WHAT IS BEING ASKED ::
The task calls for each line of the records below in which the word "seconds" appears.

Saved entries ::
=-=-=

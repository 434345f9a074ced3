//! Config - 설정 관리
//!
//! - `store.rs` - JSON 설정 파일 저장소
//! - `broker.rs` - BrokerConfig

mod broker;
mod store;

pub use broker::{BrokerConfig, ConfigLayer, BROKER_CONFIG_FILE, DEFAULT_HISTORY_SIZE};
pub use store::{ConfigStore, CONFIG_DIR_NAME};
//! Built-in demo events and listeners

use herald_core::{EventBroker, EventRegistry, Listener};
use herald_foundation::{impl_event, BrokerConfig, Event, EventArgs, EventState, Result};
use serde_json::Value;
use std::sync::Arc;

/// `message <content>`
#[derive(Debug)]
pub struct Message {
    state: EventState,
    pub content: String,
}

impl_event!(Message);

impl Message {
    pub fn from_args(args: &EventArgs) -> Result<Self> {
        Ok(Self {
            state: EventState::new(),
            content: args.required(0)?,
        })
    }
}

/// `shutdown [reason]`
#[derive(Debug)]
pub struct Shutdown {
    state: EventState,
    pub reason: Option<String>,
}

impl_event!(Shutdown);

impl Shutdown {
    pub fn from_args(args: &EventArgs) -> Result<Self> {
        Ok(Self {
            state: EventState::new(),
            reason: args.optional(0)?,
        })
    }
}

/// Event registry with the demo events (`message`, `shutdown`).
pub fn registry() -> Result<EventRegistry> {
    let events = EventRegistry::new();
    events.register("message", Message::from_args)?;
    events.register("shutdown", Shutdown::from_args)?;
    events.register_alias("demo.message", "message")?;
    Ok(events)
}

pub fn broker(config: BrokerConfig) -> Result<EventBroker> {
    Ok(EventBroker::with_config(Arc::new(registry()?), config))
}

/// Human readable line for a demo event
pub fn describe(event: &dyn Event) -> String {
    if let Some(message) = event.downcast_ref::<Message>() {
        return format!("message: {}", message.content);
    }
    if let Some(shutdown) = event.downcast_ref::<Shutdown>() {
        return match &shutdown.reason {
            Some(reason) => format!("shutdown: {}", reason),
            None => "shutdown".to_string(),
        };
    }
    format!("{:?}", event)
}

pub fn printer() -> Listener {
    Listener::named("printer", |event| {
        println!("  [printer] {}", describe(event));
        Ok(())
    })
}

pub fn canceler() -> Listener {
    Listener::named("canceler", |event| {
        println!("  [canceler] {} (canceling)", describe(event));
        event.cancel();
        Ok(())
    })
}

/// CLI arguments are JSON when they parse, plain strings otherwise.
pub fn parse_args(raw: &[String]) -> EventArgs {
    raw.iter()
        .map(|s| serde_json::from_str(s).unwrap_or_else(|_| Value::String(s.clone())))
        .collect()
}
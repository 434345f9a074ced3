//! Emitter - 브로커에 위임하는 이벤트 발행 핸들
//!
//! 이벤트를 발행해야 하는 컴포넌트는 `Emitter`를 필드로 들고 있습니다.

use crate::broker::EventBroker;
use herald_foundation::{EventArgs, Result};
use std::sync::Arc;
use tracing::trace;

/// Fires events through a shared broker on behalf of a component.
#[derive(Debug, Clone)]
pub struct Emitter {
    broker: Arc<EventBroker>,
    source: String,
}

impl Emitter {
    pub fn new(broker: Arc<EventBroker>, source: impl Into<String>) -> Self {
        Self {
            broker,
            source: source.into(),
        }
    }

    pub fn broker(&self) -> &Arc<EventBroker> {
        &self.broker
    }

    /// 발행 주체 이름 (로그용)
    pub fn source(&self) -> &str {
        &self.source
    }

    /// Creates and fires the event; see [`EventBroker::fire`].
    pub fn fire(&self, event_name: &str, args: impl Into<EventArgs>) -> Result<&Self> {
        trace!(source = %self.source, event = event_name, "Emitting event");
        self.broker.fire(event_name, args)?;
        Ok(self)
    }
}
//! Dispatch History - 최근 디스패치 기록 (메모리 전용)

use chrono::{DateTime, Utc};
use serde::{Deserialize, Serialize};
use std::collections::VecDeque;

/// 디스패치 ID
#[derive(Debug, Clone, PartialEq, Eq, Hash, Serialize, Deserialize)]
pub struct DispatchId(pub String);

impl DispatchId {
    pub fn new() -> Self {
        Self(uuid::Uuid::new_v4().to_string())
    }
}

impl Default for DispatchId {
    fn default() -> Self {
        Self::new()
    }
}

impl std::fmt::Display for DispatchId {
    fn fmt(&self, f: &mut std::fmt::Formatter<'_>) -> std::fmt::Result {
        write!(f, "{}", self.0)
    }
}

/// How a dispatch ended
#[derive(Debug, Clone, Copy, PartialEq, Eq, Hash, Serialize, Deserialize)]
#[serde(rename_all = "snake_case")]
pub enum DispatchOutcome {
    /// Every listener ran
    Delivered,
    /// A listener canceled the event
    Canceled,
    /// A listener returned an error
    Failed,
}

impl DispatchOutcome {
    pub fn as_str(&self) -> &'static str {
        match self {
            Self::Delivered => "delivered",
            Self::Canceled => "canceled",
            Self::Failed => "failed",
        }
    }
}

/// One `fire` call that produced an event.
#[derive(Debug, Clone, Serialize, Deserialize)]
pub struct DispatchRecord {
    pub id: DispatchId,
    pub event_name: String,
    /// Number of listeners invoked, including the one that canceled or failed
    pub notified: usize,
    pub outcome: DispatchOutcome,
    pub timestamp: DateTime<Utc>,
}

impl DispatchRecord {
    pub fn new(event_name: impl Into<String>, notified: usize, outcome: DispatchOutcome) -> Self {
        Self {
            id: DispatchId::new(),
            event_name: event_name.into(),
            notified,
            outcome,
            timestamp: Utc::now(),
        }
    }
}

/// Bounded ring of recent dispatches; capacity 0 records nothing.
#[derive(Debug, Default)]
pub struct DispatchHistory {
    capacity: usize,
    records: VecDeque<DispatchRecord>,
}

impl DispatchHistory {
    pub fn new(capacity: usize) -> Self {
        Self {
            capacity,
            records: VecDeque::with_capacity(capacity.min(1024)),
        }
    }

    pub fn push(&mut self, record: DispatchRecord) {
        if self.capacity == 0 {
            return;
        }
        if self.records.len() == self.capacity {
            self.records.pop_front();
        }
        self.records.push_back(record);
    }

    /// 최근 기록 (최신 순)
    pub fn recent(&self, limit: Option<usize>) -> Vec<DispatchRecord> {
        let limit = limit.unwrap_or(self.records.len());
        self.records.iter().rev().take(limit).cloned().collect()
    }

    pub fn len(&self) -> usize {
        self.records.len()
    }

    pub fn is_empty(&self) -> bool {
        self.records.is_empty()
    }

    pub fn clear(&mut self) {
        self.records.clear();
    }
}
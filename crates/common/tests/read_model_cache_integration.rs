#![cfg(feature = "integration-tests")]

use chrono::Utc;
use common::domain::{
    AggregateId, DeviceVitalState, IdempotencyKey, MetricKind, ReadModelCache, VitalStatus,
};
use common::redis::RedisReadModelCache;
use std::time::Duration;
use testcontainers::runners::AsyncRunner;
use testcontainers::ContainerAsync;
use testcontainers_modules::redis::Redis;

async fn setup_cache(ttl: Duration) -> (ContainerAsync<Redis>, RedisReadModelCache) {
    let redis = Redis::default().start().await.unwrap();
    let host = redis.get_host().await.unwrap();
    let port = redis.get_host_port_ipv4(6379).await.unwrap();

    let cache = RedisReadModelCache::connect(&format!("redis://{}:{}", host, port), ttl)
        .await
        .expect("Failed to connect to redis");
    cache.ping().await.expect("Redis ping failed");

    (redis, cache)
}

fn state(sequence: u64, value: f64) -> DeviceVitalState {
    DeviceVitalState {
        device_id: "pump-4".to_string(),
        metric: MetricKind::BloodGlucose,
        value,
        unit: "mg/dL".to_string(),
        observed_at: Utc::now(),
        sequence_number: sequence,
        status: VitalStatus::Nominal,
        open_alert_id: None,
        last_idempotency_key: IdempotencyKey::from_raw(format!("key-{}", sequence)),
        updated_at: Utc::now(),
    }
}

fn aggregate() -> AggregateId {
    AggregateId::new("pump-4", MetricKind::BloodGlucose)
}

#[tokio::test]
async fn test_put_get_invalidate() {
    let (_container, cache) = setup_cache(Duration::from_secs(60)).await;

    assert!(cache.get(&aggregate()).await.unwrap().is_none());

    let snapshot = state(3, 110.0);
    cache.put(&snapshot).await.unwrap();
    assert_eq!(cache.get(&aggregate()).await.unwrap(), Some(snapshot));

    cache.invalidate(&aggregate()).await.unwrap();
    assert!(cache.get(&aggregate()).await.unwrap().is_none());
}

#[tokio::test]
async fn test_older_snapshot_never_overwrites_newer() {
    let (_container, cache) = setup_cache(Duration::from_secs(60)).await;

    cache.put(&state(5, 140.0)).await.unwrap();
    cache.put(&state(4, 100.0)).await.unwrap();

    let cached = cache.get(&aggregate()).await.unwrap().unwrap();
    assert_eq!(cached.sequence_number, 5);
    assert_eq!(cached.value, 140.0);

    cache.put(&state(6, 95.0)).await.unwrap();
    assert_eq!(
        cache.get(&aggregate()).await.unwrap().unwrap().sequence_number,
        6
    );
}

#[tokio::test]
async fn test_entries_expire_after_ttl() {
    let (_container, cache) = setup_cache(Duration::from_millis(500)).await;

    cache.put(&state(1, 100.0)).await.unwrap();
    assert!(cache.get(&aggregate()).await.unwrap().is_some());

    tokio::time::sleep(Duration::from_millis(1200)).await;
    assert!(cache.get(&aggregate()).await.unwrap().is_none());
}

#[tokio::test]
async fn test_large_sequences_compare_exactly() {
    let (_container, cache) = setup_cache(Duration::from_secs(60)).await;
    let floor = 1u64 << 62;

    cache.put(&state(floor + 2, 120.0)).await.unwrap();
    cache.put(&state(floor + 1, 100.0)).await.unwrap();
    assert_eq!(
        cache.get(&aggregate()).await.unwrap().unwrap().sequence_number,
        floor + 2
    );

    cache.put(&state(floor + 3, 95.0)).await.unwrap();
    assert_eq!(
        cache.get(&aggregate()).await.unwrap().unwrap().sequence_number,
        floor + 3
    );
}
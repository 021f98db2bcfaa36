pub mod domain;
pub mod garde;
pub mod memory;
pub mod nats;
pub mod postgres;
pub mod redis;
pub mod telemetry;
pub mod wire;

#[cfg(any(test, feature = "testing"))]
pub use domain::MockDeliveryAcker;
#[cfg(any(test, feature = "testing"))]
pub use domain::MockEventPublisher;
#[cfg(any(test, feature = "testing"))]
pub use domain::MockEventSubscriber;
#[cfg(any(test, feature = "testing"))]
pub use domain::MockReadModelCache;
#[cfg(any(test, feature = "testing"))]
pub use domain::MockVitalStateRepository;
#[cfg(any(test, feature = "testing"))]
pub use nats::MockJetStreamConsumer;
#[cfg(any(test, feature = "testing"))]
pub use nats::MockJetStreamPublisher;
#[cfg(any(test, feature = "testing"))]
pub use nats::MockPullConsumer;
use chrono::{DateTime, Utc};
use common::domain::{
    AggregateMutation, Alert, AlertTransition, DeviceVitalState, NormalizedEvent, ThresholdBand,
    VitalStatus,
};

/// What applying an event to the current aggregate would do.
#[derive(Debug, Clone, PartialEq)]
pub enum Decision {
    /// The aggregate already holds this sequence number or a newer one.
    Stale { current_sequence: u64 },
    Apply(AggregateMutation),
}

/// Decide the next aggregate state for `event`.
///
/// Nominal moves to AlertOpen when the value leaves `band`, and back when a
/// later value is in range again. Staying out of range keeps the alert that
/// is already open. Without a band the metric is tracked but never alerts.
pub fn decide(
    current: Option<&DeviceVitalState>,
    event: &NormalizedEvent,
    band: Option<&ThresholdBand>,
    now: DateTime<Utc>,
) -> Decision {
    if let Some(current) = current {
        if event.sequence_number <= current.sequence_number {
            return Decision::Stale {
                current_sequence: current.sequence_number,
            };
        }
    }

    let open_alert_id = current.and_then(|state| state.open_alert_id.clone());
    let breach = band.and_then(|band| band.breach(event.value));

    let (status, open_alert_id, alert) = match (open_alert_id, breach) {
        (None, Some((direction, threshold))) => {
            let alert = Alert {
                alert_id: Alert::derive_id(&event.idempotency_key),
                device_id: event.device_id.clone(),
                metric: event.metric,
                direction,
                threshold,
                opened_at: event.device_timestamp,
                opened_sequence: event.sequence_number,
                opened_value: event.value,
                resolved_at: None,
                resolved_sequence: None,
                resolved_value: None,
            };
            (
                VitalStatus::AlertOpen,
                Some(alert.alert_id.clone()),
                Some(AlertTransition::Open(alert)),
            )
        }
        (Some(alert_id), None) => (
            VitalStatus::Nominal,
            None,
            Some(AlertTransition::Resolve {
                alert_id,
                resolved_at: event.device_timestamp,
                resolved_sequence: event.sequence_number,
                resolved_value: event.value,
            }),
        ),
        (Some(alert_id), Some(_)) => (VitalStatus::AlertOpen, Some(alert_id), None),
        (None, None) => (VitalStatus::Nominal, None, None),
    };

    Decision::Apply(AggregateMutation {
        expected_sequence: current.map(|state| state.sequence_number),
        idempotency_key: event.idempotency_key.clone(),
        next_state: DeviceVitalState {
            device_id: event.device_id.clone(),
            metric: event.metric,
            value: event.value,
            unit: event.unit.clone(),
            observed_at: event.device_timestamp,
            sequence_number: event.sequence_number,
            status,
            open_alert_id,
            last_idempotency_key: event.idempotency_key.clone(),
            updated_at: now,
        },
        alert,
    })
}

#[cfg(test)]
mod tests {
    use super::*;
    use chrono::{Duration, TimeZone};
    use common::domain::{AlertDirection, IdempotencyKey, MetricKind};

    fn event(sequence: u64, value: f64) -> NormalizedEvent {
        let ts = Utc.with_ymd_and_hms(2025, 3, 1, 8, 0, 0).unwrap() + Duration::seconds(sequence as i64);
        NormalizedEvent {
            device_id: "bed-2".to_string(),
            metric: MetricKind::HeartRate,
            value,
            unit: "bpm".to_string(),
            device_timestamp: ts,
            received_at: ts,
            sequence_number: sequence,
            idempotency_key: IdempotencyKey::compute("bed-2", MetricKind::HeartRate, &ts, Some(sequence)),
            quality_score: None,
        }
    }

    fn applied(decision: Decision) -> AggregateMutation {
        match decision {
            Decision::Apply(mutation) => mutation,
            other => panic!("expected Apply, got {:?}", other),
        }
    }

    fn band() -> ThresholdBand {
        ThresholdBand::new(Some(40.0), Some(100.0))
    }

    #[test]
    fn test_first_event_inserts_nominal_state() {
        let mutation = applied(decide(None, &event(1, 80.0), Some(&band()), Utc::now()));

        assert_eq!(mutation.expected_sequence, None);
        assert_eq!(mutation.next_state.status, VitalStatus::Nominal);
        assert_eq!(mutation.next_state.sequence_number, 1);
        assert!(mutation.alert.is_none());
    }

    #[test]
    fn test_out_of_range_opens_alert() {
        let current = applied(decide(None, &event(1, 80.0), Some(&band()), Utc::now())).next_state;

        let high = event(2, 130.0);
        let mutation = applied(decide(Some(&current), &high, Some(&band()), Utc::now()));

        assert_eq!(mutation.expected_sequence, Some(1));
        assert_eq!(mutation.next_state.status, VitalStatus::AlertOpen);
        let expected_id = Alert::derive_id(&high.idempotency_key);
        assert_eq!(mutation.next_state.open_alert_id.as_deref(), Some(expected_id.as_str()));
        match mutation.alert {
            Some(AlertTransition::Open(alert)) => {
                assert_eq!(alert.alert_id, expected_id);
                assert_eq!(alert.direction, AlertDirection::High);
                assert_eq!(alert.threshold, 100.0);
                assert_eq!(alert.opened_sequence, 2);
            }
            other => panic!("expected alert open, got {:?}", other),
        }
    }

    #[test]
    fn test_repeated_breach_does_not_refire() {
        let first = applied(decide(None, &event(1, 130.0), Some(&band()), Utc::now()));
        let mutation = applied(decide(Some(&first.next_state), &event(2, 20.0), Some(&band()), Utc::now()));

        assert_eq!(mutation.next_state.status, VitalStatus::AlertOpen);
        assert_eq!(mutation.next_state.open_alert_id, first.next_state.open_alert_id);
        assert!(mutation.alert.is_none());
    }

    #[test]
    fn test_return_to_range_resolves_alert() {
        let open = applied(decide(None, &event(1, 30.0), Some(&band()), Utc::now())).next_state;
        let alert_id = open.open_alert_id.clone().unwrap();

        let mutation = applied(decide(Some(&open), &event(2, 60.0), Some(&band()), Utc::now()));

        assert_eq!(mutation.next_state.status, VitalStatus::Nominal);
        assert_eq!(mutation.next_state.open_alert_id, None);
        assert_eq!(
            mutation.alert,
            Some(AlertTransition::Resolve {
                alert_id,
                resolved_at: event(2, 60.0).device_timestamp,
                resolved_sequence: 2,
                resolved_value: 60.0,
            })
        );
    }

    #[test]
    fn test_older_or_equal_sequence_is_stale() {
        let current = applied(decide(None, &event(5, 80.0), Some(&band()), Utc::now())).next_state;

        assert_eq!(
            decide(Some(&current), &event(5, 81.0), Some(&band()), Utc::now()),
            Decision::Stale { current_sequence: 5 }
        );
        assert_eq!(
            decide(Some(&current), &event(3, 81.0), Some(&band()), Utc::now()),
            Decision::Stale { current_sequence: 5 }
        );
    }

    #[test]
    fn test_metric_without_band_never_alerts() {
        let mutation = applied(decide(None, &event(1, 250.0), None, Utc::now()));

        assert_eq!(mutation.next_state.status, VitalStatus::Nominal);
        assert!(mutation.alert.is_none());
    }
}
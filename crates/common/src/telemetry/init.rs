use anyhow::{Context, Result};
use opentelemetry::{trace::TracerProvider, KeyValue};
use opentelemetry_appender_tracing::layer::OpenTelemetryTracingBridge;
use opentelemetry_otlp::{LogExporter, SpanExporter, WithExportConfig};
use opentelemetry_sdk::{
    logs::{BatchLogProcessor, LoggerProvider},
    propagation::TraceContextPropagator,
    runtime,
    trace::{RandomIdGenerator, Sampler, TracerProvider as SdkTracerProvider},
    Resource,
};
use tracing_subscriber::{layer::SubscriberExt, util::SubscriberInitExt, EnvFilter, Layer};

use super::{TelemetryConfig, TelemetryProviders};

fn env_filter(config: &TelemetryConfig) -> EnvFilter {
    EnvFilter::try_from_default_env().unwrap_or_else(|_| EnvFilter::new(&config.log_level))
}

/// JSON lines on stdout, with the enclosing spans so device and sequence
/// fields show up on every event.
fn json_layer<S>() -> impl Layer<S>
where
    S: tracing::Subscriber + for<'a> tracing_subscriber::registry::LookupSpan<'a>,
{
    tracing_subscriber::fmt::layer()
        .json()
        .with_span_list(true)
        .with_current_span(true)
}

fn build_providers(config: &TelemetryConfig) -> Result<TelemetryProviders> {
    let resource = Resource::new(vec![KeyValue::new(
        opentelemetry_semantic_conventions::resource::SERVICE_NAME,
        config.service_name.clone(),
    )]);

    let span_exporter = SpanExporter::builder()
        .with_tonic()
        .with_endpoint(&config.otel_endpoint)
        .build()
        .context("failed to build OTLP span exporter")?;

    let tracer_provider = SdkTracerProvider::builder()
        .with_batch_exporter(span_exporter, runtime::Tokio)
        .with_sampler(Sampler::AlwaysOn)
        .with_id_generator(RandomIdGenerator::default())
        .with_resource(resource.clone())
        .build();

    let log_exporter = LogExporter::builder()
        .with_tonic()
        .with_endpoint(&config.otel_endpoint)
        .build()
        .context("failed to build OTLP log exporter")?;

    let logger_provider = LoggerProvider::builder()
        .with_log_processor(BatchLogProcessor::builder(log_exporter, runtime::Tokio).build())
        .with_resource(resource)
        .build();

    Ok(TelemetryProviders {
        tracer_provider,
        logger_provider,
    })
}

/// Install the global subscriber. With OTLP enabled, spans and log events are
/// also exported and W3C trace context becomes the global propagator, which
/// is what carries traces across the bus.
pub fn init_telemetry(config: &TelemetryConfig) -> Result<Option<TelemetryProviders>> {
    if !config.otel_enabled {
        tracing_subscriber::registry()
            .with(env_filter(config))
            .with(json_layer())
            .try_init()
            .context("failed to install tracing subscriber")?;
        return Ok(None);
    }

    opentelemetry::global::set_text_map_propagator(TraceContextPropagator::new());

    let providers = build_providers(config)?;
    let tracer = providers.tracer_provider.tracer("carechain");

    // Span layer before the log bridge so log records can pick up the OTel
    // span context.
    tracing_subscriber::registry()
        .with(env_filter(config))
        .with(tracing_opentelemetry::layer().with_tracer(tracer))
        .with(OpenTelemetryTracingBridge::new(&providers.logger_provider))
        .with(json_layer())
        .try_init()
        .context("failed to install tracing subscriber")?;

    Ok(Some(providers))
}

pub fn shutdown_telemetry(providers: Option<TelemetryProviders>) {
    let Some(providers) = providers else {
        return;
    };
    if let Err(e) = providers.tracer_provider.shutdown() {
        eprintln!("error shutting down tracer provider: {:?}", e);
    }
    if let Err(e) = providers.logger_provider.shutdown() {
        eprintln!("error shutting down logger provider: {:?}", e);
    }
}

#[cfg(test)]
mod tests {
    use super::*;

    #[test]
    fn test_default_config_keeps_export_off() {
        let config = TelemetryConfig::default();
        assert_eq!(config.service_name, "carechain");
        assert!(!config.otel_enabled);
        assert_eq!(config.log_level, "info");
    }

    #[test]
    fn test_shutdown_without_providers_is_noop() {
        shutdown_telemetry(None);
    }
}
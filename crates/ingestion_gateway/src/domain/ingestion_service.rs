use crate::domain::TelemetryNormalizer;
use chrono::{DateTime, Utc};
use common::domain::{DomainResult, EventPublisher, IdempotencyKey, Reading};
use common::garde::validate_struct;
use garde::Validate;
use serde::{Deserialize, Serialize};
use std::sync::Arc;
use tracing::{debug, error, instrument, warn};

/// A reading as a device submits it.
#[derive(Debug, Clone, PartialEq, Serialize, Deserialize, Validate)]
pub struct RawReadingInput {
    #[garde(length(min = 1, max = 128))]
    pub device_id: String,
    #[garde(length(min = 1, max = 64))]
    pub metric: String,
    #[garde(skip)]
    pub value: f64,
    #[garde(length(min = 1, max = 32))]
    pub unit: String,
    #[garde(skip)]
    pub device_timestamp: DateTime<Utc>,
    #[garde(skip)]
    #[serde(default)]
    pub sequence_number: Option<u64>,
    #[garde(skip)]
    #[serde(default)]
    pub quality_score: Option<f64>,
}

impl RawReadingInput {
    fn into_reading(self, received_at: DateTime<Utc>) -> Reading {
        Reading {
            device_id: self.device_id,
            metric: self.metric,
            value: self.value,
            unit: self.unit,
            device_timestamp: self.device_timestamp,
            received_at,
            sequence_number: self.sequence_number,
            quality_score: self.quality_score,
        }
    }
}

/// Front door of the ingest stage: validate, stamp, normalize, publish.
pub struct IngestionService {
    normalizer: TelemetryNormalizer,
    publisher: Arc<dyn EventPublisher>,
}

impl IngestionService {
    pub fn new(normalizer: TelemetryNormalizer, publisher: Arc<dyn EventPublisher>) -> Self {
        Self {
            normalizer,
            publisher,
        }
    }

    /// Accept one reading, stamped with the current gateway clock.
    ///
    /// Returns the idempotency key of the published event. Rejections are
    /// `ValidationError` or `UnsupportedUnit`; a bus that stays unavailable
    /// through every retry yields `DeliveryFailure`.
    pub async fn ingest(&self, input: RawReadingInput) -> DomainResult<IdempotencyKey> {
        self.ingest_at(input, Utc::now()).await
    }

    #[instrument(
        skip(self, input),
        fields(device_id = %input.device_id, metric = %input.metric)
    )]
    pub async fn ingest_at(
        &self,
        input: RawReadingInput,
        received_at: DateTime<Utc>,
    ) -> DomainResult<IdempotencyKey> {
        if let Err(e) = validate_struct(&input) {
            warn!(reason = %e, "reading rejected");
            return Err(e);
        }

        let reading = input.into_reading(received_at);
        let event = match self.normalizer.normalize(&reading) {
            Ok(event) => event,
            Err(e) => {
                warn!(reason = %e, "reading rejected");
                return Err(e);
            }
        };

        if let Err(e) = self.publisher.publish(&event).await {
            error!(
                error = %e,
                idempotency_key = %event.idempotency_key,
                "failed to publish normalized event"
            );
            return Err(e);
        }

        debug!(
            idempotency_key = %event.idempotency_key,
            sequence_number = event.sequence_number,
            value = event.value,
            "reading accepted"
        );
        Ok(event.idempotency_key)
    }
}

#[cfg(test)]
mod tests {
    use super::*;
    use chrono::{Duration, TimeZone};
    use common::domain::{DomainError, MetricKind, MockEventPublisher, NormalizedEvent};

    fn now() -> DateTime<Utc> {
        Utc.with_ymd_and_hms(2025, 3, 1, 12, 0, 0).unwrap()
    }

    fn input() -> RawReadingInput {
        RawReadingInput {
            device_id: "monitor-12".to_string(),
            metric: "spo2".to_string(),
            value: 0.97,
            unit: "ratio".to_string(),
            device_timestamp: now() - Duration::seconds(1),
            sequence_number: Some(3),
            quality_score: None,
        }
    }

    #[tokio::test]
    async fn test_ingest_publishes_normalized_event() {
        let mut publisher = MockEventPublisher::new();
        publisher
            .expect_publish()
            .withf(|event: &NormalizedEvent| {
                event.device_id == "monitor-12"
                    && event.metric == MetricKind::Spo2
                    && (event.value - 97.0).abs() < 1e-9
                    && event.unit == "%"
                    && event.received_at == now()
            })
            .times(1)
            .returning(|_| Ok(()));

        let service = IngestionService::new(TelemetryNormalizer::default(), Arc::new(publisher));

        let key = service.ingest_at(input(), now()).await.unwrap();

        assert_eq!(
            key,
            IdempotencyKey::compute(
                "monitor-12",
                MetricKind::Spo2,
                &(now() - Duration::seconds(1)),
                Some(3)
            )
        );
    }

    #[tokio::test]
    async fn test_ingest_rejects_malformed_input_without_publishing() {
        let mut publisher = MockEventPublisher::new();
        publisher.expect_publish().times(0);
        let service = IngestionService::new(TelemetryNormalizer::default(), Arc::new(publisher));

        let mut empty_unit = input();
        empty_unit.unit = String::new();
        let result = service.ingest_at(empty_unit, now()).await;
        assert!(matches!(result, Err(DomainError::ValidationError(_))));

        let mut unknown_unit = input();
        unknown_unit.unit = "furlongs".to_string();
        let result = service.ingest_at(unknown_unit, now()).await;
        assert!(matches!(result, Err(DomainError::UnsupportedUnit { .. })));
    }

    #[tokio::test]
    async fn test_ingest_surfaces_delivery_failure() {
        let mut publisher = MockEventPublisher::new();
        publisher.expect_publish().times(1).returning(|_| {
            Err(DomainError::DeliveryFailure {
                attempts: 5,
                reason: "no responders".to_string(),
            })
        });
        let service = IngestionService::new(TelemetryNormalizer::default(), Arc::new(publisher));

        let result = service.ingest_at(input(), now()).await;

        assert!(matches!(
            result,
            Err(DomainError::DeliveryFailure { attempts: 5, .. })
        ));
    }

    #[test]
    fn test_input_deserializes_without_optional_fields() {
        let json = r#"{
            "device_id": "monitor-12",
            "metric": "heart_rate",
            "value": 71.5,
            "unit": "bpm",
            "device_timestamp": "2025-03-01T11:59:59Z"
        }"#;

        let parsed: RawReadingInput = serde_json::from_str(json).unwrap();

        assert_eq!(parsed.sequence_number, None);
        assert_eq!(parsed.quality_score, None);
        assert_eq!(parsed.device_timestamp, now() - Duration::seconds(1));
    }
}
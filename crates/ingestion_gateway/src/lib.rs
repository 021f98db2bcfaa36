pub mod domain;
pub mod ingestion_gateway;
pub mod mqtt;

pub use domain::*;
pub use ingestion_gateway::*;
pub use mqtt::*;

=-=-=

ANSWER BELOW ::
        let ts = Utc.with_ymd_and_hms(2025, 3, 1, 8, 0, 0).unwrap() + Duration::seconds(sequence as i64);
            device_timestamp: now() - Duration::seconds(1),
                &(now() - Duration::seconds(1)),
        assert_eq!(parsed.device_timestamp, now() - Duration::seconds(1));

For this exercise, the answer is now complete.